Start of Task data
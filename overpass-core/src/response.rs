//! Response envelope decoding and way→node correlation.
//!
//! Decoding is a single pass over the envelope and element stream followed
//! by one correlation pass that resolves each way's node references against
//! the nodes collected from the same response. A malformed envelope field or
//! element fails the whole decode; there is no partial assembly.

use serde::Deserialize;
use thiserror::Error;
use time::OffsetDateTime;

use crate::element::{Element, Node, UnresolvedNode, Way};

/// How correlation treats a node reference with no matching node.
///
/// Both behaviours have historical precedent, so the choice is explicit
/// configuration rather than a default buried in the decoder.
#[derive(Debug, Clone, Copy, Default, PartialEq, Eq)]
pub enum Correlation {
    /// Skip unresolved references; a way's resolved sequence may be shorter
    /// than its id sequence. Each skip is logged at `warn`.
    #[default]
    Lenient,
    /// Fail the whole decode on the first unresolved reference.
    Strict,
}

/// Errors from decoding a response payload.
#[derive(Debug, Error)]
pub enum DecodeError {
    /// The envelope or an element record was malformed.
    #[error("malformed overpass response: {0}")]
    Json(#[from] serde_json::Error),
    /// Strict correlation found a dangling node reference.
    #[error(transparent)]
    UnresolvedNode(#[from] UnresolvedNode),
}

/// The version field arrives as a string or a bare number.
///
/// Numeric forms are normalised by their textual representation, with
/// integral values forced to one decimal so `1` reads `"1.0"`.
#[derive(Deserialize)]
#[serde(untagged)]
enum RawVersion {
    Text(String),
    Number(f64),
}

impl RawVersion {
    fn normalise(self) -> String {
        match self {
            RawVersion::Text(text) => text,
            RawVersion::Number(number) if number.fract() == 0.0 => format!("{number:.1}"),
            RawVersion::Number(number) => number.to_string(),
        }
    }
}

#[derive(Deserialize)]
struct Osm3s {
    #[serde(with = "time::serde::rfc3339")]
    timestamp_osm_base: OffsetDateTime,
    copyright: String,
}

#[derive(Deserialize)]
struct RawResponse {
    version: RawVersion,
    generator: String,
    osm3s: Osm3s,
    elements: Vec<Element>,
}

/// A decoded and correlated query response.
///
/// Element order is canonicalised at construction: nodes first in their
/// input order, then ways in theirs, with every way's node references
/// already resolved. The combined element list is computed eagerly since the
/// derivation is cheap and deterministic.
#[derive(Debug, Clone, PartialEq)]
pub struct Response {
    /// Response format version, normalised to a string.
    pub version: String,
    /// Name of the generating software.
    pub generator: String,
    /// Base-data timestamp of the answering database, UTC.
    pub timestamp: OffsetDateTime,
    /// Attribution string.
    pub copyright: String,
    nodes: Vec<Node>,
    ways: Vec<Way>,
    elements: Vec<Element>,
}

impl Response {
    /// Assemble a response from decoded envelope fields and elements.
    ///
    /// Elements are partitioned into nodes and ways preserving relative
    /// order, then each way is correlated against the node pool according to
    /// `mode`.
    ///
    /// # Errors
    ///
    /// Returns [`DecodeError::UnresolvedNode`] when `mode` is
    /// [`Correlation::Strict`] and a way references a node missing from the
    /// response.
    pub fn new(
        version: String,
        generator: String,
        timestamp: OffsetDateTime,
        copyright: String,
        elements: Vec<Element>,
        mode: Correlation,
    ) -> Result<Self, DecodeError> {
        let mut nodes = Vec::new();
        let mut ways = Vec::new();
        for element in elements {
            match element {
                Element::Node(node) => nodes.push(node),
                Element::Way(way) => ways.push(way),
            }
        }

        for way in &mut ways {
            match mode {
                Correlation::Lenient => way.resolve(&nodes),
                Correlation::Strict => way.resolve_strict(&nodes)?,
            }
        }

        let combined = nodes
            .iter()
            .cloned()
            .map(Element::Node)
            .chain(ways.iter().cloned().map(Element::Way))
            .collect();

        Ok(Self {
            version,
            generator,
            timestamp,
            copyright,
            nodes,
            ways,
            elements: combined,
        })
    }

    /// Decode a response from raw JSON bytes.
    ///
    /// # Errors
    ///
    /// Returns [`DecodeError::Json`] for a malformed envelope or element and
    /// [`DecodeError::UnresolvedNode`] under strict correlation.
    pub fn from_json(data: &[u8], mode: Correlation) -> Result<Self, DecodeError> {
        let raw: RawResponse = serde_json::from_slice(data)?;
        Self::new(
            raw.version.normalise(),
            raw.generator,
            raw.osm3s.timestamp_osm_base,
            raw.osm3s.copyright,
            raw.elements,
            mode,
        )
    }

    /// The decoded point features, in input order.
    pub fn nodes(&self) -> &[Node] {
        &self.nodes
    }

    /// The decoded line features, correlated, in input order.
    pub fn ways(&self) -> &[Way] {
        &self.ways
    }

    /// All elements, nodes first then ways.
    pub fn elements(&self) -> &[Element] {
        &self.elements
    }
}
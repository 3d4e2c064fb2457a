//! HTTP service layer for the Overpass client.
//!
//! This crate wraps queries built by `overpass-core` in the service's
//! protocol envelope, issues them over an injected [`Transport`], and maps
//! transport outcomes to the closed [`ServiceError`] set. The core decoders
//! do the rest; everything here is boundary plumbing.

#![forbid(unsafe_code)]

mod error;
mod service;
mod transport;

#[doc(hidden)]
pub mod test_support;

pub use error::ServiceError;
pub use service::OverpassService;
pub use transport::{
    ACCEPT_JSON, DEFAULT_USER_AGENT, HttpTransport, HttpTransportConfig, Transport,
    TransportBuildError, TransportError, TransportRequest, TransportResponse,
};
End of Task data
*What the exercise asks*. An identical copy of the preceding records should be returned.

*Response to this exercise*.
filename overpass-core/src/response.rs
//! Response envelope decoding and way→node correlation.
//!
//! Decoding is a single pass over the envelope and element stream followed
//! by one correlation pass that resolves each way's node references against
//! the nodes collected from the same response. A malformed envelope field or
//! element fails the whole decode; there is no partial assembly.

use serde::Deserialize;
use thiserror::Error;
use time::OffsetDateTime;

use crate::element::{Element, Node, UnresolvedNode, Way};

/// How correlation treats a node reference with no matching node.
///
/// Both behaviours have historical precedent, so the choice is explicit
/// configuration rather than a default buried in the decoder.
#[derive(Debug, Clone, Copy, Default, PartialEq, Eq)]
pub enum Correlation {
    /// Skip unresolved references; a way's resolved sequence may be shorter
    /// than its id sequence. Each skip is logged at `warn`.
    #[default]
    Lenient,
    /// Fail the whole decode on the first unresolved reference.
    Strict,
}

/// Errors from decoding a response payload.
#[derive(Debug, Error)]
pub enum DecodeError {
    /// The envelope or an element record was malformed.
    #[error("malformed overpass response: {0}")]
    Json(#[from] serde_json::Error),
    /// Strict correlation found a dangling node reference.
    #[error(transparent)]
    UnresolvedNode(#[from] UnresolvedNode),
}

/// The version field arrives as a string or a bare number.
///
/// Numeric forms are normalised by their textual representation, with
/// integral values forced to one decimal so `1` reads `"1.0"`.
#[derive(Deserialize)]
#[serde(untagged)]
enum RawVersion {
    Text(String),
    Number(f64),
}

impl RawVersion {
    fn normalise(self) -> String {
        match self {
            RawVersion::Text(text) => text,
            RawVersion::Number(number) if number.fract() == 0.0 => format!("{number:.1}"),
            RawVersion::Number(number) => number.to_string(),
        }
    }
}

#[derive(Deserialize)]
struct Osm3s {
    #[serde(with = "time::serde::rfc3339")]
    timestamp_osm_base: OffsetDateTime,
    copyright: String,
}

#[derive(Deserialize)]
struct RawResponse {
    version: RawVersion,
    generator: String,
    osm3s: Osm3s,
    elements: Vec<Element>,
}

/// A decoded and correlated query response.
///
/// Element order is canonicalised at construction: nodes first in their
/// input order, then ways in theirs, with every way's node references
/// already resolved. The combined element list is computed eagerly since the
/// derivation is cheap and deterministic.
#[derive(Debug, Clone, PartialEq)]
pub struct Response {
    /// Response format version, normalised to a string.
    pub version: String,
    /// Name of the generating software.
    pub generator: String,
    /// Base-data timestamp of the answering database, UTC.
    pub timestamp: OffsetDateTime,
    /// Attribution string.
    pub copyright: String,
    nodes: Vec<Node>,
    ways: Vec<Way>,
    elements: Vec<Element>,
}

impl Response {
    /// Assemble a response from decoded envelope fields and elements.
    ///
    /// Elements are partitioned into nodes and ways preserving relative
    /// order, then each way is correlated against the node pool according to
    /// `mode`.
    ///
    /// # Errors
    ///
    /// Returns [`DecodeError::UnresolvedNode`] when `mode` is
    /// [`Correlation::Strict`] and a way references a node missing from the
    /// response.
    pub fn new(
        version: String,
        generator: String,
        timestamp: OffsetDateTime,
        copyright: String,
        elements: Vec<Element>,
        mode: Correlation,
    ) -> Result<Self, DecodeError> {
        let mut nodes = Vec::new();
        let mut ways = Vec::new();
        for element in elements {
            match element {
                Element::Node(node) => nodes.push(node),
                Element::Way(way) => ways.push(way),
            }
        }

        for way in &mut ways {
            match mode {
                Correlation::Lenient => way.resolve(&nodes),
                Correlation::Strict => way.resolve_strict(&nodes)?,
            }
        }

        let combined = nodes
            .iter()
            .cloned()
            .map(Element::Node)
            .chain(ways.iter().cloned().map(Element::Way))
            .collect();

        Ok(Self {
            version,
            generator,
            timestamp,
            copyright,
            nodes,
            ways,
            elements: combined,
        })
    }

    /// Decode a response from raw JSON bytes.
    ///
    /// # Errors
    ///
    /// Returns [`DecodeError::Json`] for a malformed envelope or element and
    /// [`DecodeError::UnresolvedNode`] under strict correlation.
    pub fn from_json(data: &[u8], mode: Correlation) -> Result<Self, DecodeError> {
        let raw: RawResponse = serde_json::from_slice(data)?;
        Self::new(
            raw.version.normalise(),
            raw.generator,
            raw.osm3s.timestamp_osm_base,
            raw.osm3s.copyright,
            raw.elements,
            mode,
        )
    }

    /// The decoded point features, in input order.
    pub fn nodes(&self) -> &[Node] {
        &self.nodes
    }

    /// The decoded line features, correlated, in input order.
    pub fn ways(&self) -> &[Way] {
        &self.ways
    }

    /// All elements, nodes first then ways.
    pub fn elements(&self) -> &[Element] {
        &self.elements
    }
}
repository 3d4e2c064fb2457a
//! HTTP service layer for the Overpass client.
//!
//! This crate wraps queries built by `overpass-core` in the service's
//! protocol envelope, issues them over an injected [`Transport`], and maps
//! transport outcomes to the closed [`ServiceError`] set. The core decoders
//! do the rest; everything here is boundary plumbing.

#![forbid(unsafe_code)]

mod error;
mod service;
mod transport;

#[doc(hidden)]
pub mod test_support;

pub use error::ServiceError;
pub use service::OverpassService;
pub use transport::{
    ACCEPT_JSON, DEFAULT_USER_AGENT, HttpTransport, HttpTransportConfig, Transport,
    TransportBuildError, TransportError, TransportRequest, TransportResponse,
};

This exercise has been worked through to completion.